WORK ITEM:
Make an exact copy of the lines starting at the top of the listing below and ending at the line that contains "use std::sync::Arc;", inclusive.

DATASET RECORDS:
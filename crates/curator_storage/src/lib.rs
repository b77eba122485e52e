use async_trait::async_trait;
use curator_core::{ArticleStore, Error, NewArticle, Result};
use std::env;
use std::fs;
use std::path::{Path, PathBuf};
use std::sync::Arc;
use tracing::info;

pub mod backends;

pub use backends::*;

pub const DEFAULT_ARTICLES_TABLE: &str = "articles";
pub const DEFAULT_CURATED_TABLE: &str = "curated_list";

#[async_trait]
pub trait StoreBackend: ArticleStore + Sized {
    fn get_error_message() -> &'static str;
    async fn connect(options: &StoreOptions) -> Result<Self>;
}

/// Connection settings shared by every backend. Unset values fall back to
/// `CURATOR_*` environment variables, then to backend defaults.
#[derive(Debug, Clone, Default)]
pub struct StoreOptions {
    pub backend_url: Option<String>,
    pub api_key: Option<String>,
    pub db_path: Option<PathBuf>,
    pub articles_table: Option<String>,
    pub curated_table: Option<String>,
}

impl StoreOptions {
    pub fn articles_table(&self) -> String {
        self.articles_table
            .clone()
            .or_else(|| env::var("CURATOR_ARTICLES_TABLE").ok())
            .unwrap_or_else(|| DEFAULT_ARTICLES_TABLE.to_string())
    }

    pub fn curated_table(&self) -> String {
        self.curated_table
            .clone()
            .or_else(|| env::var("CURATOR_CURATED_TABLE").ok())
            .unwrap_or_else(|| DEFAULT_CURATED_TABLE.to_string())
    }
}

async fn connect<T: StoreBackend + 'static>(
    options: &StoreOptions,
) -> Result<Arc<dyn ArticleStore>> {
    let store = T::connect(options)
        .await
        .map_err(|e| Error::Storage(format!("{}: {}", T::get_error_message(), e)))?;
    Ok(Arc::new(store) as Arc<dyn ArticleStore>)
}

/// Opens the store named by `kind` (`memory`, `sqlite` or `rest`).
pub async fn create_store(kind: &str, options: &StoreOptions) -> Result<Arc<dyn ArticleStore>> {
    let store = match kind {
        "memory" => connect::<InMemoryStore>(options).await?,
        #[cfg(feature = "sqlite")]
        "sqlite" => connect::<SQLiteStore>(options).await?,
        #[cfg(not(feature = "sqlite"))]
        "sqlite" => {
            return Err(Error::Storage(
                "SQLite support was not enabled at build time".to_string(),
            ))
        }
        "rest" => connect::<RestStore>(options).await?,
        other => {
            return Err(Error::Storage(format!(
                "Unknown store: {} (expected memory, sqlite or rest)",
                other
            )))
        }
    };
    info!("🏦 Store initialized (using {})", kind);
    Ok(store)
}

/// Reads a JSON array of article records, as exported from the hosted
/// articles table. Identifiers in the file are ignored.
pub fn read_articles_file(path: &Path) -> Result<Vec<NewArticle>> {
    let raw = fs::read_to_string(path)?;
    let articles: Vec<NewArticle> = serde_json::from_str(&raw)?;
    info!("📄 Read {} article(s) from {}", articles.len(), path.display());
    Ok(articles)
}
use async_trait::async_trait;
use curator_core::{Article, ArticleId, ArticleStore, Error, NewArticle, Result};
use sqlx::sqlite::{SqliteConnectOptions, SqlitePool, SqliteRow};
use sqlx::{Row, Sqlite, Transaction};
use std::env;
use std::path::{Path, PathBuf};
use tracing::info;
use crate::{StoreBackend, StoreOptions};

const COLUMNS: &str =
    "link, title, content, content_snippet, pub_date, source, img_url, guid, should_draft_article";

/// Table names come from flags and environment variables, so they are always
/// quoted before being spliced into a statement.
fn quote_ident(name: &str) -> String {
    format!("\"{}\"", name.replace('"', "\"\""))
}

/// `table` must already be quoted.
fn table_schema(table: &str) -> String {
    format!(
        r#"
        CREATE TABLE IF NOT EXISTS {} (
            "index" INTEGER PRIMARY KEY AUTOINCREMENT,
            link TEXT NOT NULL,
            title TEXT,
            content TEXT,
            content_snippet TEXT,
            pub_date TEXT,
            source TEXT,
            img_url TEXT,
            guid TEXT,
            should_draft_article INTEGER
        )
        "#,
        table
    )
}

fn db_error(context: &str) -> impl FnOnce(sqlx::Error) -> Error + '_ {
    move |e| Error::Database(format!("{}: {}", context, e))
}

pub struct SQLiteStore {
    pool: SqlitePool,
    db_path: PathBuf,
    // quoted identifiers
    articles_table: String,
    curated_table: String,
}

#[async_trait]
impl StoreBackend for SQLiteStore {
    fn get_error_message() -> &'static str {
        "SQLite database should be available at ./curator.db"
    }

    async fn connect(options: &StoreOptions) -> Result<Self> {
        let db_path = options
            .db_path
            .clone()
            .or_else(|| env::var("CURATOR_DB_PATH").ok().map(PathBuf::from))
            .unwrap_or_else(|| PathBuf::from("curator.db"));
        Self::open(&db_path, &options.articles_table(), &options.curated_table()).await
    }
}

impl SQLiteStore {
    pub async fn new_with_path(db_path: &Path) -> Result<Self> {
        let options = StoreOptions::default();
        Self::open(db_path, &options.articles_table(), &options.curated_table()).await
    }

    async fn open(db_path: &Path, articles_table: &str, curated_table: &str) -> Result<Self> {
        if let Some(parent) = db_path.parent() {
            if !parent.as_os_str().is_empty() {
                std::fs::create_dir_all(parent)?;
            }
        }

        let connect_options = SqliteConnectOptions::new()
            .filename(db_path)
            .create_if_missing(true);
        let pool = SqlitePool::connect_with(connect_options)
            .await
            .map_err(db_error("Failed to connect to database"))?;

        let articles_table = quote_ident(articles_table);
        let curated_table = quote_ident(curated_table);
        for table in [&articles_table, &curated_table] {
            sqlx::query(&table_schema(table))
                .execute(&pool)
                .await
                .map_err(db_error("Failed to create table"))?;
        }

        Ok(Self {
            pool,
            db_path: db_path.to_path_buf(),
            articles_table,
            curated_table,
        })
    }

    pub fn get_db_path(&self) -> &Path {
        &self.db_path
    }

    /// Loads records into the articles table. The curation flow never writes
    /// there; this is how a local database gets its contents.
    pub async fn import_articles(&self, articles: &[NewArticle]) -> Result<()> {
        let mut tx = self.pool.begin().await.map_err(db_error("Failed to begin import"))?;
        insert_rows(&mut tx, &self.articles_table, articles).await?;
        tx.commit().await.map_err(db_error("Failed to commit import"))?;
        info!("📥 Imported {} article(s) into {}", articles.len(), self.db_path.display());
        Ok(())
    }

    async fn list(&self, table: &str) -> Result<Vec<Article>> {
        let rows = sqlx::query(&format!(
            r#"SELECT "index", {} FROM {} ORDER BY "index" DESC"#,
            COLUMNS, table
        ))
        .fetch_all(&self.pool)
        .await
        .map_err(db_error("Failed to list articles"))?;

        rows.iter().map(row_to_article).collect()
    }
}

async fn insert_rows(
    tx: &mut Transaction<'_, Sqlite>,
    table: &str,
    articles: &[NewArticle],
) -> Result<()> {
    let statement = format!(
        "INSERT INTO {} ({}) VALUES (?, ?, ?, ?, ?, ?, ?, ?, ?)",
        table, COLUMNS
    );
    for article in articles {
        sqlx::query(&statement)
            .bind(&article.link)
            .bind(article.title.as_deref())
            .bind(article.content.as_deref())
            .bind(article.content_snippet.as_deref())
            .bind(article.pub_date.as_deref())
            .bind(article.source.as_deref())
            .bind(article.img_url.as_deref())
            .bind(article.guid.as_deref())
            .bind(article.should_draft_article)
            .execute(&mut **tx)
            .await
            .map_err(db_error("Failed to insert article"))?;
    }
    Ok(())
}

fn row_to_article(row: &SqliteRow) -> Result<Article> {
    let read = db_error("Failed to read article row");
    let article = (|| -> std::result::Result<Article, sqlx::Error> {
        Ok(Article {
            id: row.try_get("index")?,
            link: row.try_get("link")?,
            title: row.try_get("title")?,
            content: row.try_get("content")?,
            content_snippet: row.try_get("content_snippet")?,
            pub_date: row.try_get("pub_date")?,
            source: row.try_get("source")?,
            img_url: row.try_get("img_url")?,
            guid: row.try_get("guid")?,
            should_draft_article: row.try_get("should_draft_article")?,
        })
    })();
    article.map_err(read)
}

#[async_trait]
impl ArticleStore for SQLiteStore {
    async fn fetch_articles(&self) -> Result<Vec<Article>> {
        self.list(&self.articles_table).await
    }

    async fn fetch_curated(&self) -> Result<Vec<Article>> {
        self.list(&self.curated_table).await
    }

    async fn clear_curated(&self) -> Result<()> {
        sqlx::query(&format!("DELETE FROM {}", self.curated_table))
            .execute(&self.pool)
            .await
            .map_err(db_error("Failed to clear curated list"))?;
        Ok(())
    }

    async fn insert_curated(&self, articles: &[NewArticle]) -> Result<()> {
        let mut tx = self.pool.begin().await.map_err(db_error("Failed to begin insert"))?;
        insert_rows(&mut tx, &self.curated_table, articles).await?;
        tx.commit().await.map_err(db_error("Failed to commit insert"))?;
        Ok(())
    }

    async fn delete_curated(&self, id: ArticleId) -> Result<()> {
        sqlx::query(&format!(r#"DELETE FROM {} WHERE "index" = ?"#, self.curated_table))
            .bind(id)
            .execute(&self.pool)
            .await
            .map_err(db_error("Failed to delete curated article"))?;
        Ok(())
    }

    async fn replace_curated(&self, articles: &[NewArticle]) -> Result<()> {
        let mut tx = self.pool.begin().await.map_err(db_error("Failed to begin replace"))?;
        sqlx::query(&format!("DELETE FROM {}", self.curated_table))
            .execute(&mut *tx)
            .await
            .map_err(db_error("Failed to clear curated list"))?;
        insert_rows(&mut tx, &self.curated_table, articles).await?;
        tx.commit().await.map_err(db_error("Failed to commit replace"))?;
        Ok(())
    }
}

THE ANSWER:
filename crates/curator_storage/src/lib.rs
repository b77eba122485e52e
use async_trait::async_trait;
use curator_core::{ArticleStore, Error, NewArticle, Result};
use std::env;
use std::fs;
use std::path::{Path, PathBuf};
use std::sync::Arc;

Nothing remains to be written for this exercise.